#### Exercise:
Whenever a line of the records below contains the word "BlockBegin", copy that line.

#### Data to use:

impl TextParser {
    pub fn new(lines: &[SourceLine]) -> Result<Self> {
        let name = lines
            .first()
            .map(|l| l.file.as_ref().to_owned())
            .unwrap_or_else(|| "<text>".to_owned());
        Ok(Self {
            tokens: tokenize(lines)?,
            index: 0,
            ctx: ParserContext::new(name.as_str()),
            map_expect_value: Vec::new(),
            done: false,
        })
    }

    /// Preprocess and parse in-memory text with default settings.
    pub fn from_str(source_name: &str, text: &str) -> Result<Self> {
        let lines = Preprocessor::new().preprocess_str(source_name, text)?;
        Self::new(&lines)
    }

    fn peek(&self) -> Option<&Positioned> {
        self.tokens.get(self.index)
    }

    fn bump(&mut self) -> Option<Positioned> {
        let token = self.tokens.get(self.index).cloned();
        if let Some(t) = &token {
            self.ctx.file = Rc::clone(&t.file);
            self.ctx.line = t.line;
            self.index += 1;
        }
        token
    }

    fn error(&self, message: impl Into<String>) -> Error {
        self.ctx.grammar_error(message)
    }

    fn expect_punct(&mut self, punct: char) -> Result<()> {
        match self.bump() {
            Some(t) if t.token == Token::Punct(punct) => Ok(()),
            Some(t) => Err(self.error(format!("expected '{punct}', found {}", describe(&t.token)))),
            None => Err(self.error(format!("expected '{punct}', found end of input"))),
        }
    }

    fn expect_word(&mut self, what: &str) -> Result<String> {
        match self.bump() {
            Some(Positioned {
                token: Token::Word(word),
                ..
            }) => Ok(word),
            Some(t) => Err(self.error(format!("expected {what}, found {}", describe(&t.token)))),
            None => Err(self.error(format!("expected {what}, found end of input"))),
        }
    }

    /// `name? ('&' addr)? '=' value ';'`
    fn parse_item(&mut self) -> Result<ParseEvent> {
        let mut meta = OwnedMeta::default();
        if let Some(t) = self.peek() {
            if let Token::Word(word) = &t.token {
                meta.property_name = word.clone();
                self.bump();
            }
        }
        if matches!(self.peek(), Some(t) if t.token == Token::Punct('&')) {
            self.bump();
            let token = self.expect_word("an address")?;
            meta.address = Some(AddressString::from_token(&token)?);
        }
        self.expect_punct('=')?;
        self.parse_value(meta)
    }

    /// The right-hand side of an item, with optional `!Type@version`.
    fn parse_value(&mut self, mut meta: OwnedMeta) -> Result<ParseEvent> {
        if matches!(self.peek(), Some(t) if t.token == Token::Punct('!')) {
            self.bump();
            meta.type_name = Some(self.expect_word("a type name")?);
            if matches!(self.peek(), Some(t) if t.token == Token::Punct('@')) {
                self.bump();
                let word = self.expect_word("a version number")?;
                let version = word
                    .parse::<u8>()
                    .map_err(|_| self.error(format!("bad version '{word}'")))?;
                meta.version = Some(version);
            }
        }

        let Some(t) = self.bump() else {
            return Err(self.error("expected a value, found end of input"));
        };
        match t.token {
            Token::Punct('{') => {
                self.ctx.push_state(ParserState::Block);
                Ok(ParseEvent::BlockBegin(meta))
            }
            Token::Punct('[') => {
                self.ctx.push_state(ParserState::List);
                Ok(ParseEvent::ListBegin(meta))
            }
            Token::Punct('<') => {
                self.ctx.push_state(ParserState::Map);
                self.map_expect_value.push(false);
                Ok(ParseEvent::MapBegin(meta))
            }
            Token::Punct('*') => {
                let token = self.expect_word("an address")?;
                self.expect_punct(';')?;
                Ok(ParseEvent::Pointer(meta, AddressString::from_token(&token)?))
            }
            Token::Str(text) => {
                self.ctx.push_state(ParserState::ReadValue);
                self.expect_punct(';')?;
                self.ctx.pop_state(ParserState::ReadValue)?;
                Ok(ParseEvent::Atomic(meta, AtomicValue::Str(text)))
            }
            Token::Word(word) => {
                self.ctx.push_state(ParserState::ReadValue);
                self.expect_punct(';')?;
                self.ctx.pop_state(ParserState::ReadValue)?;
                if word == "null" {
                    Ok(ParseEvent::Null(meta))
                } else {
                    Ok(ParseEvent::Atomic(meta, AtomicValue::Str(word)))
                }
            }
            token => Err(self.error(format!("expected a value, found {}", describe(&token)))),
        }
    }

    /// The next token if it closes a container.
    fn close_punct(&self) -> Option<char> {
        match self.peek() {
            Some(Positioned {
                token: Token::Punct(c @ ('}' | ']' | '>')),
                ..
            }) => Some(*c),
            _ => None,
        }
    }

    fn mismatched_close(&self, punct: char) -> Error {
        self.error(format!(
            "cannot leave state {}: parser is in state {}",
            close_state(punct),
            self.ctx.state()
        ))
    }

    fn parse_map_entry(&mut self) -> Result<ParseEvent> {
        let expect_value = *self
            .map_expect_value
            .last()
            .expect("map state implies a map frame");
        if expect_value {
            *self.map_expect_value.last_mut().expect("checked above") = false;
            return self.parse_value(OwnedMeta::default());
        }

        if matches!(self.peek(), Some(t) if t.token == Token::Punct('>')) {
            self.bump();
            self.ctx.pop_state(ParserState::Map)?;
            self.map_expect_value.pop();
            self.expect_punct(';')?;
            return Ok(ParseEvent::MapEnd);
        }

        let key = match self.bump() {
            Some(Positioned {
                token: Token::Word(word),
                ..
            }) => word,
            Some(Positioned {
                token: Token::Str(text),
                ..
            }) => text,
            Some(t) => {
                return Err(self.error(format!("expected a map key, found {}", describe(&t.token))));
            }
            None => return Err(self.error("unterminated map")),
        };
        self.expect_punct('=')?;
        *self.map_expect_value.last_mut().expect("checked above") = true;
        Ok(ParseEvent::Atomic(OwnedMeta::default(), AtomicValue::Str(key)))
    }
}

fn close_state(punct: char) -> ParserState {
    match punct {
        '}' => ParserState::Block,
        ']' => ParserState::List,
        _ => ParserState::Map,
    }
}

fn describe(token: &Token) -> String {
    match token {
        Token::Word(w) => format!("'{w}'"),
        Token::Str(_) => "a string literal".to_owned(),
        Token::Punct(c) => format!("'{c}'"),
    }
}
---
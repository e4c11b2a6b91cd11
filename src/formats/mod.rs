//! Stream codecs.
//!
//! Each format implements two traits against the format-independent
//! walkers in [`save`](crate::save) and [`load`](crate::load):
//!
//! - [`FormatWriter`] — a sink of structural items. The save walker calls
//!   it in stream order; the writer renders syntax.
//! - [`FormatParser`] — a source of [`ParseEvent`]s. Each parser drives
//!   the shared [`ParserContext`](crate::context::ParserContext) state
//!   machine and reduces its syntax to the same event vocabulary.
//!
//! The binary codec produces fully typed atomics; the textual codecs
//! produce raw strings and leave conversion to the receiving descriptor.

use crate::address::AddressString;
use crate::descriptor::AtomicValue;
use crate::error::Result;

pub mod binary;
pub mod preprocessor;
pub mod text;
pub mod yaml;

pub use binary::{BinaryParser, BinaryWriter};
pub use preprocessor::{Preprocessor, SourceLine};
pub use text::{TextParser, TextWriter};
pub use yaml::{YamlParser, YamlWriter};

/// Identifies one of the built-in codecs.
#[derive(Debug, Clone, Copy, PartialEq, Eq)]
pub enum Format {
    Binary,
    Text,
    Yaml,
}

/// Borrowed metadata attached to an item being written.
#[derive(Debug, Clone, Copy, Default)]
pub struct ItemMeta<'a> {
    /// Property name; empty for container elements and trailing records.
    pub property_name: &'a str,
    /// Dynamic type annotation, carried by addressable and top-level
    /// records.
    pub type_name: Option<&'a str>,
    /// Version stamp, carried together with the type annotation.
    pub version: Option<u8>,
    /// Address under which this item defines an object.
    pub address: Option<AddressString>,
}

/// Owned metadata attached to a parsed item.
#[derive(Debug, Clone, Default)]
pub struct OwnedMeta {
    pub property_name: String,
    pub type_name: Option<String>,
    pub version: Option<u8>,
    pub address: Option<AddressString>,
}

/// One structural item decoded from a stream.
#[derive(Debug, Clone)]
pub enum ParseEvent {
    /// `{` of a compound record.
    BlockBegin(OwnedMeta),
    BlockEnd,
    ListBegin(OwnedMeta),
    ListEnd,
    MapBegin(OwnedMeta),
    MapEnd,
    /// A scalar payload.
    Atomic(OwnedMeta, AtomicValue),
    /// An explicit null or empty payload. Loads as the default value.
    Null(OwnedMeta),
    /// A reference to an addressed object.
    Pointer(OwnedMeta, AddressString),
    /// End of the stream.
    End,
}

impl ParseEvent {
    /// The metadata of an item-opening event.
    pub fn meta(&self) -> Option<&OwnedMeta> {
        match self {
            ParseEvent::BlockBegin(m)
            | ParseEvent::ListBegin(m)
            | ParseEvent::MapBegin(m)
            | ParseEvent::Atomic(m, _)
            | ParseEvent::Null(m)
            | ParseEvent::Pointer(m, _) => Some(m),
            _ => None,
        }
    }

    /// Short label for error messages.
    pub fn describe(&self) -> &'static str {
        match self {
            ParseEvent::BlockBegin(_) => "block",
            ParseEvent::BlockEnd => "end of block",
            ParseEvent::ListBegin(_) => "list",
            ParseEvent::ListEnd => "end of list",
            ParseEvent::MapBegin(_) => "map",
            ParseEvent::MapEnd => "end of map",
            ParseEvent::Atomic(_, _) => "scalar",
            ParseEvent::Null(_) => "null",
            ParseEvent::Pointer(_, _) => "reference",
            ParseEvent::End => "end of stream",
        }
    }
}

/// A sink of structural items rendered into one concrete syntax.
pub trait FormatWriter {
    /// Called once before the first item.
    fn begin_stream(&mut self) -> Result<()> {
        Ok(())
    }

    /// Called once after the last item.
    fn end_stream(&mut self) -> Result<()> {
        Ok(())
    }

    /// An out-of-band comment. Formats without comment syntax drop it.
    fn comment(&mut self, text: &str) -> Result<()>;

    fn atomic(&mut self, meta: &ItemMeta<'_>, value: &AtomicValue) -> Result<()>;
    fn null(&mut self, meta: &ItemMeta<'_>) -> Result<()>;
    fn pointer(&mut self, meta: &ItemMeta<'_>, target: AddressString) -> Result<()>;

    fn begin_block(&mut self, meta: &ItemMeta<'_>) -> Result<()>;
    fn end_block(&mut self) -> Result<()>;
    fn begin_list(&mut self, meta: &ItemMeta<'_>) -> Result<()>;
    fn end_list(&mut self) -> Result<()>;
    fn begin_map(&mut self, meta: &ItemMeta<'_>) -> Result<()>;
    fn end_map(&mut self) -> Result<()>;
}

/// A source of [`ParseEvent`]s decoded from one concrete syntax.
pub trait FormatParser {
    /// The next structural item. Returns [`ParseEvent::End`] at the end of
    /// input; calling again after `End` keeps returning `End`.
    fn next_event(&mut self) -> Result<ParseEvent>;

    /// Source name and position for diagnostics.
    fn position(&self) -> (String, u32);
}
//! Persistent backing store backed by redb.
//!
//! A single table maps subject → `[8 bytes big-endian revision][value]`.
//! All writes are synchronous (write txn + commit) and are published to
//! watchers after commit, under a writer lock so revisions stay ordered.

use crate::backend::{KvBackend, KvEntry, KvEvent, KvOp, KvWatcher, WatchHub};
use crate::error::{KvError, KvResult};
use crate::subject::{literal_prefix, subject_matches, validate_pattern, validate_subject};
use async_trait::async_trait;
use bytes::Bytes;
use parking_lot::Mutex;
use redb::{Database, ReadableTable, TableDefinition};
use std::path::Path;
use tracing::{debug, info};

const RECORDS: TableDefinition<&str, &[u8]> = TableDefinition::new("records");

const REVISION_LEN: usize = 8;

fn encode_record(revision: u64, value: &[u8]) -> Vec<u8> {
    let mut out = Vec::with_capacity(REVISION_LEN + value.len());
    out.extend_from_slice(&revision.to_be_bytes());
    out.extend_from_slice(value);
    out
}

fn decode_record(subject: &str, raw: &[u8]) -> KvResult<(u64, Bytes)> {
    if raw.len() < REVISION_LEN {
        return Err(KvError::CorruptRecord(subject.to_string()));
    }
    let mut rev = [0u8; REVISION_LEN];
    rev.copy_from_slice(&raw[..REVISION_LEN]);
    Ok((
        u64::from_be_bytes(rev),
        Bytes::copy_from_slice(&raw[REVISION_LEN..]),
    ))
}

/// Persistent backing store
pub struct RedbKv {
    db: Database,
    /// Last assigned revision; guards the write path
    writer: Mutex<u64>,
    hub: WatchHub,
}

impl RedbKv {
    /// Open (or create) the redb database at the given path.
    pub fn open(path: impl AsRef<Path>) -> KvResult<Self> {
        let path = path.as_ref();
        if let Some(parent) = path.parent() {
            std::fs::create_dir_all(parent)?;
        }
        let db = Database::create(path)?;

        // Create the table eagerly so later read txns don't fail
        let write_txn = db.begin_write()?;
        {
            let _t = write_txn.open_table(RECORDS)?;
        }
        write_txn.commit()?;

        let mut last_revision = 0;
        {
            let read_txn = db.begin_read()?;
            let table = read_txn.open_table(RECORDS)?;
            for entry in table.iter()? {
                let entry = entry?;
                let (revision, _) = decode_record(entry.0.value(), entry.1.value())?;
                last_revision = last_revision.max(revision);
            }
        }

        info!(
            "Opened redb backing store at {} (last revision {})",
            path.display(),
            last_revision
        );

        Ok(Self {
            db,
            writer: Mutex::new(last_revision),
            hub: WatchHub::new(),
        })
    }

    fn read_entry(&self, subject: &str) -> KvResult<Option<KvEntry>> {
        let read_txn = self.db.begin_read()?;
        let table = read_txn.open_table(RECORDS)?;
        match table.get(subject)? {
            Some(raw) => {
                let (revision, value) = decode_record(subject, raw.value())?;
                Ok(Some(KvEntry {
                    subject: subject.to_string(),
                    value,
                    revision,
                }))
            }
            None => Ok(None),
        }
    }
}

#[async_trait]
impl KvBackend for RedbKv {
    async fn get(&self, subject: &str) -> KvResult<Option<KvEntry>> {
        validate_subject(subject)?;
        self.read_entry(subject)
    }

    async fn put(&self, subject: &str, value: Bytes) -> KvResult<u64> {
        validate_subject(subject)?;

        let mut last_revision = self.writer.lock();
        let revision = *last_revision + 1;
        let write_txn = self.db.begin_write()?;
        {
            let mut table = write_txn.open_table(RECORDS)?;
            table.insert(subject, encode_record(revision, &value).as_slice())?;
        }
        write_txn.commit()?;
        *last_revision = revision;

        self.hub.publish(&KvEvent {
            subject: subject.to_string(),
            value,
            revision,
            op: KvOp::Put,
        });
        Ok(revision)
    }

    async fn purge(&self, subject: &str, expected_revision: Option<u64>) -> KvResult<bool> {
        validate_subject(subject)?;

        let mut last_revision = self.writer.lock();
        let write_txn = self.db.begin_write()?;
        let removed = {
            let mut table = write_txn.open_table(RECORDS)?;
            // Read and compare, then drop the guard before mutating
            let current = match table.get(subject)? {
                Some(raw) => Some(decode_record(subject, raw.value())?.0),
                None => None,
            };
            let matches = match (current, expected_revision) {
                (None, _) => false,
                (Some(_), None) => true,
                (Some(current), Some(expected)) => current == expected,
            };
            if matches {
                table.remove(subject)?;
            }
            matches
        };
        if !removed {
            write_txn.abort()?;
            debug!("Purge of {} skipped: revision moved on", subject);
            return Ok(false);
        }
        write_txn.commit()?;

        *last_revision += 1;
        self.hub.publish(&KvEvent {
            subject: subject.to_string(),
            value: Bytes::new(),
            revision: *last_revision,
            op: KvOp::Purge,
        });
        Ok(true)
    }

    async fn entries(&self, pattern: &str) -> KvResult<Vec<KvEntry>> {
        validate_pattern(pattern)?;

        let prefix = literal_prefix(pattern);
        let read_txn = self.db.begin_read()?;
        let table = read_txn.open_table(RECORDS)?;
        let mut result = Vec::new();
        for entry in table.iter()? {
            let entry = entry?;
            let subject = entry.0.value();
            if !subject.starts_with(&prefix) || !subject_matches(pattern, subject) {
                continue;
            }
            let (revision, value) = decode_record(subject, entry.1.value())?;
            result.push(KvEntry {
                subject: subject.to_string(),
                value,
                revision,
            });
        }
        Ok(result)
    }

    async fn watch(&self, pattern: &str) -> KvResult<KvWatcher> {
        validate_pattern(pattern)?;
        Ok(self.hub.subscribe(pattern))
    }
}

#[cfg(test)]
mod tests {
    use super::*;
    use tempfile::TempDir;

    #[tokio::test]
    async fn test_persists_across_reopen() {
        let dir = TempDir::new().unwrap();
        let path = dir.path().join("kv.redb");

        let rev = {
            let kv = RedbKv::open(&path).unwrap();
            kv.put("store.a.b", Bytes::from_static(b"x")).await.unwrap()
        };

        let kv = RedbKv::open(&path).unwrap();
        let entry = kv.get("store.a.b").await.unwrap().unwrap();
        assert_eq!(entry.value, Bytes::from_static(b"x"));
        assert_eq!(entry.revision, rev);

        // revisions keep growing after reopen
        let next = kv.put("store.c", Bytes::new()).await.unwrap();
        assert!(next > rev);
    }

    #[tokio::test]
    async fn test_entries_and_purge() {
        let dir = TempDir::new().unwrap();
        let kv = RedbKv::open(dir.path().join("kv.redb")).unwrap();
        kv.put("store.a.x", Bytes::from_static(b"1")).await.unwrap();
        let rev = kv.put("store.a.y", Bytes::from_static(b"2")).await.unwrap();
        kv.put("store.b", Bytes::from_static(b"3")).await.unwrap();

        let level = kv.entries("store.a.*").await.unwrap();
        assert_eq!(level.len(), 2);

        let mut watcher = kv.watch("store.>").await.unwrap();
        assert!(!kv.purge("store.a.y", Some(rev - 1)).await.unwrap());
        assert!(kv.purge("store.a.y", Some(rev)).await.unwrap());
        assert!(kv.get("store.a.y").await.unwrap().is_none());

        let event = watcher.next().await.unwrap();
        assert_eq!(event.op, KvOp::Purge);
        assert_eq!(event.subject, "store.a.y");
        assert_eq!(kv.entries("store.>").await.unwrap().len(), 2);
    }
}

#### Problem solution:
                Ok(ParseEvent::BlockBegin(meta))
    BlockBegin(OwnedMeta),
            ParseEvent::BlockBegin(m)
            ParseEvent::BlockBegin(_) => "block",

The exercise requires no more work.